3.1. Nel caso di specie la CTR ha ritenuto ammissibile ed utilizzabile la documentazione prodotta dall’amministrazione finanziaria in grado di appello richiamando il D.Lgs. n. 546 del 1992, art. 58, che al comma 2 prevede espressamente ed in maniera assolutamente chiara “la facoltà delle parti di produrre nuovi documenti”. Per-tanto la CTR ha espresso una ben identificabile ratio decidendi, sicchè deve escludersi l’imperscrutabilità della ratio che rende nulla la sentenza per apparenza motivazionale (Cass., Sez.
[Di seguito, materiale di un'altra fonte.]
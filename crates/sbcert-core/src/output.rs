//! Writing generated chains to disk.

use std::fmt::Write as _;
use std::io::Write as _;
use std::path::Path;

use log::{info, warn};
use tempfile::NamedTempFile;

use crate::error::CertError;

const BYTES_PER_LINE: usize = 16;

/// Render `data` as a C byte array named after `path`'s file stem.
#[must_use]
pub fn hex_dump(data: &[u8], path: &Path) -> String {
    let name = array_name(path);
    let mut out = String::new();
    let _ = writeln!(out, "/* {} bytes */", data.len());
    let _ = writeln!(out, "const uint8_t {name}[{}] = {{", data.len());
    for line in data.chunks(BYTES_PER_LINE) {
        let bytes: Vec<String> = line.iter().map(|b| format!("0x{b:02x}")).collect();
        let _ = writeln!(out, "    {},", bytes.join(", "));
    }
    out.push_str("};\n");
    out
}

fn array_name(path: &Path) -> String {
    let stem = path
        .file_stem()
        .and_then(|s| s.to_str())
        .unwrap_or("certificate");
    let mut name: String = stem
        .chars()
        .map(|c| if c.is_ascii_alphanumeric() { c } else { '_' })
        .collect();
    if name.is_empty() || name.starts_with(|c: char| c.is_ascii_digit()) {
        name.insert(0, '_');
    }
    name
}

fn stage(path: &Path, contents: &[u8]) -> Result<NamedTempFile, CertError> {
    let dir = match path.parent() {
        Some(parent) if !parent.as_os_str().is_empty() => parent,
        _ => Path::new("."),
    };
    let mut file = NamedTempFile::new_in(dir)?;
    file.write_all(contents)?;
    file.as_file().sync_all()?;
    Ok(file)
}

/// Write `data` to `bin_path`, and its [`hex_dump`] to `hex_path` if given.
///
/// Every file is staged next to its destination and only renamed into
/// place once all contents are written. The hex dump is persisted before
/// the binary, and removed again if the binary cannot be persisted, so a
/// failure leaves no binary behind.
///
/// # Errors
///
/// Returns [`CertError::Io`] if a file cannot be written.
pub fn write_output(data: &[u8], bin_path: &Path, hex_path: Option<&Path>) -> Result<(), CertError> {
    let bin = stage(bin_path, data)?;
    let hex = hex_path
        .map(|p| stage(p, hex_dump(data, bin_path).as_bytes()).map(|f| (f, p)))
        .transpose()?;

    let written_hex = match hex {
        Some((file, path)) => {
            file.persist(path).map_err(|e| CertError::Io(e.error))?;
            info!("wrote hex dump to {}", path.display());
            Some(path)
        }
        None => None,
    };

    if let Err(e) = bin.persist(bin_path) {
        if let Some(path) = written_hex {
            if let Err(rm) = std::fs::remove_file(path) {
                warn!("cannot remove hex dump {}: {rm}", path.display());
            }
        }
        return Err(CertError::Io(e.error));
    }
    info!("wrote {} bytes to {}", data.len(), bin_path.display());
    Ok(())
}

#[cfg(test)]
mod tests {
    use super::*;
    use tempfile::tempdir;

    #[test]
    fn hex_dump_is_c_array() {
        let data: Vec<u8> = (0..18).collect();
        let text = hex_dump(&data, Path::new("out/dev-cert.bin"));
        let lines: Vec<&str> = text.lines().collect();
        assert_eq!(lines[0], "/* 18 bytes */");
        assert_eq!(lines[1], "const uint8_t dev_cert[18] = {");
        assert!(lines[2].starts_with("    0x00, 0x01,"));
        assert_eq!(lines[2].matches("0x").count(), 16);
        assert_eq!(lines[3], "    0x10, 0x11,");
        assert_eq!(lines[4], "};");
    }

    #[test]
    fn array_name_never_starts_with_digit() {
        assert_eq!(array_name(Path::new("1st.bin")), "_1st");
    }

    #[test]
    fn writes_binary_and_hex() {
        let dir = tempdir().unwrap();
        let bin = dir.path().join("cert.bin");
        let hex = dir.path().join("cert.txt");
        write_output(&[1, 2, 3], &bin, Some(&hex)).unwrap();
        assert_eq!(std::fs::read(&bin).unwrap(), [1, 2, 3]);
        assert!(std::fs::read_to_string(&hex).unwrap().contains("0x03"));
        assert_eq!(std::fs::read_dir(dir.path()).unwrap().count(), 2);
    }

    #[test]
    fn failed_hex_staging_leaves_no_binary() {
        let dir = tempdir().unwrap();
        let bin = dir.path().join("cert.bin");
        let hex = dir.path().join("missing-dir").join("cert.txt");
        assert!(write_output(&[1, 2, 3], &bin, Some(&hex)).is_err());
        assert!(!bin.exists());
        assert_eq!(std::fs::read_dir(dir.path()).unwrap().count(), 0);
    }

    #[test]
    fn hex_path_on_directory_leaves_no_binary() {
        let dir = tempdir().unwrap();
        let bin = dir.path().join("cert.bin");
        let hex = dir.path().join("cert.txt");
        std::fs::create_dir(&hex).unwrap();
        std::fs::write(hex.join("occupant"), b"x").unwrap();

        assert!(write_output(&[1, 2, 3], &bin, Some(&hex)).is_err());
        assert!(!bin.exists());
        assert!(hex.is_dir());
        assert_eq!(std::fs::read_dir(dir.path()).unwrap().count(), 1);
    }

    #[test]
    fn binary_path_on_directory_removes_written_hex() {
        let dir = tempdir().unwrap();
        let bin = dir.path().join("cert.bin");
        let hex = dir.path().join("cert.txt");
        std::fs::create_dir(&bin).unwrap();
        std::fs::write(bin.join("occupant"), b"x").unwrap();

        assert!(write_output(&[1, 2, 3], &bin, Some(&hex)).is_err());
        assert!(!hex.exists());
        assert!(bin.is_dir());
    }
}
U., n. 22232 del 2016 Rv. 641526).

3.2. Al riguardo va ricordato il consolidato orientamento giurisprudenziale secondo cui “In materia di produzione documentale in grado di appello nel processo tributario, alla luce del principio di specialità espresso dal D.Lgs. 31 dicembre 1992, n. 546, art. 1, comma 2, – in forza del quale, nel rapporto fra norma processuale civile ordinaria e norma processuale tributaria, prevale quest’ultima – non trova applicazione la preclusione di cui all’art. 345, comma 3, c.p.c. (nel testo introdotto dalla L. 18 giugno 2009, n. 69), essendo la materia regolata dal citato D.Lgs., art. 58, comma 2, che consente alle parti di produrre liberamente i documenti anche in sede di gravame, sebbene preesistenti al giudizio svoltosi in primo grado” (Cass. n. 18907/2011, n. 23616/2011, 3661/2015, n. 27774/2017, n. 8927/2018, ord. nn. 22776/2015, 655/2014, 20109/2012, 25449/2017, 27774/2017, 6382/2018, 8927/2018, nonchè Sez. U., n. 1518/2016 e Corte Cost. n. 199/2017).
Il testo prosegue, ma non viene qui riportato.